As the children grew up and started acquiring their own sensibilities, the celebrations have toned down (more due to my own laziness, I will concede) but celebrate we did as I loved the sentiment.
This year, as the D Day approached, the brother and sister began their discussions, which really didn’t involve me, on how they would do it this year – son would tie the Rakhi to the daughter and she, in turn, would take the pledge to protect him. (He is 6’2” and she is petite but a tigress when challenged).
They were breaking the moulds you see! The vestiges of patriarchy!
As a mother, I should ideally be proud.

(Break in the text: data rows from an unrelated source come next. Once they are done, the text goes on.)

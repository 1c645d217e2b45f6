//! Shared test utilities for worker tests

use std::collections::{HashSet, VecDeque};
use std::sync::atomic::{AtomicI64, AtomicU64, Ordering};
use std::sync::{Arc, Mutex};

use crate::{Precision, TimeSource};

/// Clock that only moves when told to. `sleep` advances it by one unit.
///
/// Clones share the same reading, so a test can keep a handle after moving
/// a clone into a worker.
#[derive(Debug, Clone, Default)]
pub struct ManualClock {
    now: Arc<AtomicI64>,
    sleeps: Arc<AtomicU64>,
}

impl ManualClock {
    pub fn new(now: i64) -> Self {
        Self {
            now: Arc::new(AtomicI64::new(now)),
            sleeps: Arc::new(AtomicU64::new(0)),
        }
    }

    pub fn set(&self, now: i64) {
        self.now.store(now, Ordering::SeqCst);
    }

    pub fn advance(&self, units: i64) {
        self.now.fetch_add(units, Ordering::SeqCst);
    }

    pub fn get(&self) -> i64 {
        self.now.load(Ordering::SeqCst)
    }

    pub fn sleeps(&self) -> u64 {
        self.sleeps.load(Ordering::SeqCst)
    }
}

impl TimeSource for ManualClock {
    fn now(&self, _precision: Precision) -> i64 {
        self.get()
    }

    fn sleep(&self, _precision: Precision) {
        self.sleeps.fetch_add(1, Ordering::SeqCst);
        self.advance(1);
    }
}

/// Clock replaying a fixed list of readings, then repeating the last one
#[derive(Debug)]
pub struct ScriptedClock {
    readings: Mutex<VecDeque<i64>>,
    last: AtomicI64,
    reads: AtomicU64,
}

impl ScriptedClock {
    pub fn new(readings: impl IntoIterator<Item = i64>) -> Self {
        let readings: VecDeque<i64> = readings.into_iter().collect();
        let first = readings.front().copied().unwrap_or_default();
        Self {
            readings: Mutex::new(readings),
            last: AtomicI64::new(first),
            reads: AtomicU64::new(0),
        }
    }

    pub fn reads(&self) -> u64 {
        self.reads.load(Ordering::SeqCst)
    }
}

impl TimeSource for ScriptedClock {
    fn now(&self, _precision: Precision) -> i64 {
        self.reads.fetch_add(1, Ordering::SeqCst);
        match self.readings.lock().unwrap().pop_front() {
            Some(reading) => {
                self.last.store(reading, Ordering::SeqCst);
                reading
            }
            None => self.last.load(Ordering::SeqCst),
        }
    }

    fn sleep(&self, _precision: Precision) {}
}

/// Assert that all IDs in the collection are unique
pub fn assert_unique_ids(ids: &[i64], expected_count: usize) {
    let set: HashSet<_> = ids.iter().copied().collect();
    assert_eq!(
        set.len(),
        expected_count,
        "Expected {} unique IDs, but got {} (duplicates detected)",
        expected_count,
        set.len()
    );
}

/// Assert IDs strictly increase in the order they were produced
pub fn assert_ids_monotonic(ids: &[i64]) {
    for pair in ids.windows(2) {
        assert!(
            pair[1] > pair[0],
            "ID {} is not greater than previous ID {}",
            pair[1],
            pair[0]
        );
    }
}

/// Assert collection has expected unique count and is non-negative
pub fn assert_unique_and_positive(ids: &[i64], expected_count: usize) {
    assert_unique_ids(ids, expected_count);
    assert!(ids.iter().all(|&id| id >= 0), "Negative ID produced");
}
//! Default epoch and bit widths used when building new configurations
//!
//! `WorkerDefaults` is an ordinary value: callers own it and pass it (or a
//! builder seeded from it) to whatever constructs workers. Changing it never
//! affects a worker that already exists.

use chrono::{DateTime, Utc};
use tracing::debug;

use super::builder::check_bits;
use super::{
    Precision, WorkerConfigBuilder, DEFAULT_EPOCH, DEFAULT_NODE_BITS, DEFAULT_PRECISION,
    DEFAULT_SEQUENCE_BITS,
};
use crate::error::ConfigError;
use crate::generator::{SystemClock, TimeSource};

/// Defaults applied to configurations built from [`WorkerDefaults::builder`]
#[derive(Debug, Clone, Copy, PartialEq, Eq)]
pub struct WorkerDefaults {
    epoch: i64,
    precision: Precision,
    node_bits: u8,
    sequence_bits: u8,
}

impl WorkerDefaults {
    pub const fn new() -> Self {
        Self {
            epoch: DEFAULT_EPOCH,
            precision: DEFAULT_PRECISION,
            node_bits: DEFAULT_NODE_BITS,
            sequence_bits: DEFAULT_SEQUENCE_BITS,
        }
    }

    #[inline(always)]
    pub const fn epoch(&self) -> i64 {
        self.epoch
    }

    #[inline(always)]
    pub const fn precision(&self) -> Precision {
        self.precision
    }

    #[inline(always)]
    pub const fn node_bits(&self) -> u8 {
        self.node_bits
    }

    #[inline(always)]
    pub const fn sequence_bits(&self) -> u8 {
        self.sequence_bits
    }

    /// Replace the default epoch, checked against the system clock
    pub fn set_epoch(&mut self, epoch: i64) -> Result<(), ConfigError> {
        self.set_epoch_with(epoch, &SystemClock)
    }

    /// Replace the default epoch, checked against `clock`.
    ///
    /// The epoch must be in the past, and the time elapsed since it must fit
    /// in the bits left over by the current node and sequence widths. On
    /// error the previous epoch stays in effect.
    pub fn set_epoch_with<C: TimeSource>(&mut self, epoch: i64, clock: &C) -> Result<(), ConfigError> {
        let precision = Precision::from_epoch(epoch)?;
        let now = clock.now(precision);
        let elapsed = now.checked_sub(epoch).unwrap_or(i64::MAX);
        if elapsed < 0 {
            return Err(ConfigError::EpochInFuture { epoch, now });
        }

        let max_elapsed = i64::MAX >> (self.node_bits + self.sequence_bits);
        if elapsed > max_elapsed {
            let min_epoch = now.saturating_sub(max_elapsed);
            debug!(
                epoch,
                min_epoch,
                earliest = %describe(min_epoch, precision),
                "rejected default epoch"
            );
            return Err(ConfigError::EpochOutOfRange { epoch, min_epoch });
        }

        self.epoch = epoch;
        self.precision = precision;
        debug!(epoch, %precision, "default epoch updated");
        Ok(())
    }

    /// Replace the default node and sequence widths
    pub fn set_bit_widths(&mut self, node_bits: u8, sequence_bits: u8) -> Result<(), ConfigError> {
        check_bits(node_bits, sequence_bits)?;
        self.node_bits = node_bits;
        self.sequence_bits = sequence_bits;
        debug!(node_bits, sequence_bits, "default bit widths updated");
        Ok(())
    }

    /// A configuration builder seeded with these defaults
    pub fn builder(&self) -> WorkerConfigBuilder {
        WorkerConfigBuilder {
            epoch: self.epoch,
            node_bits: self.node_bits,
            sequence_bits: self.sequence_bits,
            precision: Some(self.precision),
            ..WorkerConfigBuilder::new()
        }
    }
}

impl Default for WorkerDefaults {
    fn default() -> Self {
        Self::new()
    }
}

// Human-readable UTC rendering of an epoch value for log output
fn describe(value: i64, precision: Precision) -> String {
    DateTime::<Utc>::from_timestamp_nanos(precision.to_nanos(value)).to_rfc3339()
}
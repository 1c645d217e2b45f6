use chrono::{DateTime, Utc};
use snowflake_worker::{Worker, WorkerConfig, WorkerError};

fn main() -> Result<(), Box<dyn std::error::Error>> {
    // Node 1 with the default layout: 41-bit time, 10-bit node, 12-bit sequence
    let worker = Worker::new(1)?;

    println!("Generated IDs (epoch {}):", worker.epoch());
    for _ in 0..3 {
        let id = worker.next()?;
        print_id(id, &worker);
    }

    // A coarser worker: seconds since 2020-01-01, 16 nodes, 8 sequence bits
    let config = WorkerConfig::builder()
        .epoch(1_577_836_800)
        .node_bits(4)
        .sequence_bits(8)
        .build()?;
    let coarse = Worker::with_config(15, config)?;
    match coarse.next_blocking() {
        Ok(id) => print_id(id, &coarse),
        Err(WorkerError::ClockMovedBackwards { delta, precision }) => {
            eprintln!("clock went back {delta} {precision}, try again later");
        }
        Err(err) => return Err(err.into()),
    }

    Ok(())
}

fn print_id(id: i64, worker: &Worker) {
    let (elapsed, node, sequence) = worker.extract().decompose(id);
    let datetime: DateTime<Utc> = worker.extract().datetime(id);

    println!("  ID: {id}, Elapsed: {elapsed}, Human date: {datetime}, Node ID: {node}, Sequence: {sequence}");
}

I confess, I was gobsmacked.
We don’t have to pan everything that is traditional. Do tinker with it as per the sensibilities of the time but to turn it completely on its head? Can we not celebrate a festival for the sake of rejoicing without the minute and detailed questioning of every single ritual?
I then threatened the husband that maybe I should tie it for him too and he for me as we were supposed to protect and look after each other too, after all. The taciturn He threatened violent Armageddon!

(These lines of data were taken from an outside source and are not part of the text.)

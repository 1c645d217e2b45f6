//! Configuration for the ID worker

mod builder;
mod defaults;
mod precision;

pub use builder::{validate, WorkerConfigBuilder};
pub use defaults::WorkerDefaults;
pub use precision::Precision;

/// Bits available to an ID once the sign bit is reserved
pub const USABLE_BITS: u8 = 63;
pub const DEFAULT_NODE_BITS: u8 = 10;
pub const DEFAULT_SEQUENCE_BITS: u8 = 12;
/// 2020-01-01T00:00:00.000 UTC in milliseconds
pub const DEFAULT_EPOCH: i64 = 1_577_836_800_000;
pub const DEFAULT_PRECISION: Precision = Precision::Millis;
pub(crate) const DEFAULT_SPIN_YIELD_EVERY: u32 = 16;

/// Validated worker configuration
///
/// Only obtainable through [`WorkerConfigBuilder::build`], so every value of
/// this type already satisfies `node_bits + sequence_bits <= 63` and carries
/// an epoch whose precision is known.
#[derive(Debug, Clone, Copy, PartialEq, Eq)]
pub struct WorkerConfig {
    epoch: i64,
    precision: Precision,
    node_bits: u8,
    sequence_bits: u8,
    node_shift: u8,
    timestamp_shift: u8,
    node_mask: u64,
    sequence_mask: u64,
    max_elapsed: i64,
    spin_yield_every: u32,
    wait_limit: Option<u64>,
}

impl WorkerConfig {
    /// Calculate mask for given number of bits (`bits` must be at most 63)
    #[inline]
    pub(crate) const fn calculate_mask(bits: u8) -> u64 {
        (1u64 << bits) - 1
    }

    /// Assemble a config from values the builder has already checked
    pub(crate) fn from_parts(
        epoch: i64,
        precision: Precision,
        node_bits: u8,
        sequence_bits: u8,
        spin_yield_every: u32,
        wait_limit: Option<u64>,
    ) -> Self {
        let timestamp_shift = node_bits + sequence_bits;
        Self {
            epoch,
            precision,
            node_bits,
            sequence_bits,
            node_shift: sequence_bits,
            timestamp_shift,
            node_mask: Self::calculate_mask(node_bits),
            sequence_mask: Self::calculate_mask(sequence_bits),
            max_elapsed: i64::MAX >> timestamp_shift,
            spin_yield_every,
            wait_limit,
        }
    }

    /// Create a new configuration builder
    pub fn builder() -> WorkerConfigBuilder {
        WorkerConfigBuilder::new()
    }

    #[inline(always)]
    pub const fn epoch(&self) -> i64 {
        self.epoch
    }

    #[inline(always)]
    pub const fn precision(&self) -> Precision {
        self.precision
    }

    #[inline(always)]
    pub const fn node_bits(&self) -> u8 {
        self.node_bits
    }

    #[inline(always)]
    pub const fn sequence_bits(&self) -> u8 {
        self.sequence_bits
    }

    /// Bits left for the elapsed time component
    #[inline(always)]
    pub const fn timestamp_bits(&self) -> u8 {
        USABLE_BITS - self.timestamp_shift
    }

    #[inline(always)]
    pub const fn max_node_id(&self) -> u64 {
        self.node_mask
    }

    #[inline(always)]
    pub const fn max_sequence_id(&self) -> u64 {
        self.sequence_mask
    }

    /// Largest elapsed time (in units of [`Self::precision`]) an ID can hold
    #[inline(always)]
    pub const fn max_elapsed(&self) -> i64 {
        self.max_elapsed
    }

    #[inline(always)]
    pub const fn spin_yield_every(&self) -> u32 {
        self.spin_yield_every
    }

    #[inline(always)]
    pub const fn wait_limit(&self) -> Option<u64> {
        self.wait_limit
    }

    #[inline(always)]
    pub(crate) const fn timestamp_shift(&self) -> u8 {
        self.timestamp_shift
    }

    #[inline(always)]
    pub(crate) const fn node_shift(&self) -> u8 {
        self.node_shift
    }

    #[inline(always)]
    pub(crate) const fn node_mask(&self) -> u64 {
        self.node_mask
    }

    #[inline(always)]
    pub(crate) const fn sequence_mask(&self) -> u64 {
        self.sequence_mask
    }
}

impl Default for WorkerConfig {
    fn default() -> Self {
        Self::from_parts(
            DEFAULT_EPOCH,
            DEFAULT_PRECISION,
            DEFAULT_NODE_BITS,
            DEFAULT_SEQUENCE_BITS,
            DEFAULT_SPIN_YIELD_EVERY,
            None,
        )
    }
}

The children nonchalantly went about their ways.
She made a gift for her bro and yesterday we drove to the boy’s college.

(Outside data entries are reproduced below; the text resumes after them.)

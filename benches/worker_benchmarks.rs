use criterion::{criterion_group, criterion_main, Criterion};
use snowflake_worker::{Worker, WorkerConfig};
use std::hint::black_box;
use std::sync::Arc;

fn layouts() -> [(&'static str, WorkerConfig); 3] {
    let build = |node_bits, sequence_bits| {
        WorkerConfig::builder()
            .node_bits(node_bits)
            .sequence_bits(sequence_bits)
            .build()
            .unwrap()
    };
    [
        ("default", WorkerConfig::default()),
        ("max_sequence", build(0, 22)),
        ("no_sequence", build(5, 0)),
    ]
}

pub fn next_benchmarks(c: &mut Criterion) {
    let mut group = c.benchmark_group("Next");

    for (name, config) in layouts() {
        group.bench_function(name, |b| {
            let worker = Worker::with_config(0, config).unwrap();
            b.iter(|| {
                black_box(worker.next().unwrap());
            });
        });
    }

    group.finish();
}

pub fn next_blocking_benchmarks(c: &mut Criterion) {
    let mut group = c.benchmark_group("Next Blocking");

    for (name, config) in layouts() {
        group.bench_function(name, |b| {
            let worker = Worker::with_config(0, config).unwrap();
            b.iter(|| {
                black_box(worker.next_blocking().unwrap());
            });
        });
    }

    group.finish();
}

pub fn component_extraction_benchmarks(c: &mut Criterion) {
    let mut group = c.benchmark_group("Component Extraction");
    let worker = Worker::new(1).unwrap();
    let id = worker.next().unwrap();

    group.bench_function("extract_components", |b| {
        b.iter(|| {
            black_box(worker.extract().decompose(black_box(id)));
        });
    });

    group.finish();
}

pub fn concurrent_benchmarks(c: &mut Criterion) {
    let mut group = c.benchmark_group("Concurrent");

    for &thread_count in &[2, 4, 8] {
        group.bench_function(format!("threads/{}", thread_count), |b| {
            let worker = Arc::new(Worker::new(1).unwrap());
            b.iter(|| {
                let handles: Vec<_> = (0..thread_count)
                    .map(|_| {
                        let worker = Arc::clone(&worker);
                        std::thread::spawn(move || {
                            for _ in 0..100 {
                                black_box(worker.next().unwrap());
                            }
                        })
                    })
                    .collect();

                for handle in handles {
                    handle.join().unwrap();
                }
            });
        });
    }

    group.finish();
}

criterion_group!(
    benches,
    next_benchmarks,
    next_blocking_benchmarks,
    concurrent_benchmarks,
    component_extraction_benchmarks
);
criterion_main!(benches);
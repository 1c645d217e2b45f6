//! Crate-level tests grouped by topic

pub mod test_utils;
//! Time sources for ID generation
//!
//! Workers read the clock through [`TimeSource`] so the catch-up loops can be
//! driven by a deterministic clock in tests.

use std::thread;

use chrono::Utc;

use crate::config::Precision;

/// Source of the current time in a worker's time unit
pub trait TimeSource {
    /// Current time since the Unix epoch, truncated to `precision`
    fn now(&self, precision: Precision) -> i64;

    /// Block for one unit of `precision`
    fn sleep(&self, precision: Precision) {
        thread::sleep(precision.unit());
    }
}

/// Wall-clock time source
#[derive(Debug, Clone, Copy, Default)]
pub struct SystemClock;

impl TimeSource for SystemClock {
    #[inline(always)]
    fn now(&self, precision: Precision) -> i64 {
        let now = Utc::now();
        match precision {
            Precision::Seconds => now.timestamp(),
            Precision::Millis => now.timestamp_millis(),
            Precision::Micros => now.timestamp_micros(),
        }
    }
}

#[cfg(test)]
mod tests {
    use super::*;

    #[test]
    fn test_unix_time_is_reasonable() {
        let now = SystemClock.now(Precision::Millis);
        // Should be after 2024-01-01
        assert!(now > 1_704_067_200_000);
        // Should be before 2100-01-01
        assert!(now < 4_102_444_800_000);
    }

    #[test]
    fn test_precisions_agree() {
        let clock = SystemClock;
        let secs = clock.now(Precision::Seconds);
        let millis = clock.now(Precision::Millis);
        let micros = clock.now(Precision::Micros);

        assert!(millis / 1000 - secs <= 1);
        assert!(micros / 1000 - millis <= 1);
    }

    #[test]
    fn test_sleep_advances_clock() {
        let clock = SystemClock;
        let before = clock.now(Precision::Millis);
        clock.sleep(Precision::Millis);
        assert!(clock.now(Precision::Millis) > before);
    }
}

As planned, he tied the Rakhi to his sister and she gave him the gift.
They were thrilled. I wasn’t. Maybe I am a fraud!
We drove around the campus and stopped at a convenience store.
Son knew I was restless.
“Mom, you want to check if they are selling Rakhis still?” He asked gently as daughter smiled understandingly.
I nodded vigorously.
To end this tale, we found one colourful thread, the sister tied it to the brother ’s wrist too, put tika, and a chocolate bar closed the sweet deal.
We were happy.
Because brother and sister have vowed to protect each other, as equals.
As two individuals, who care for each other deeply.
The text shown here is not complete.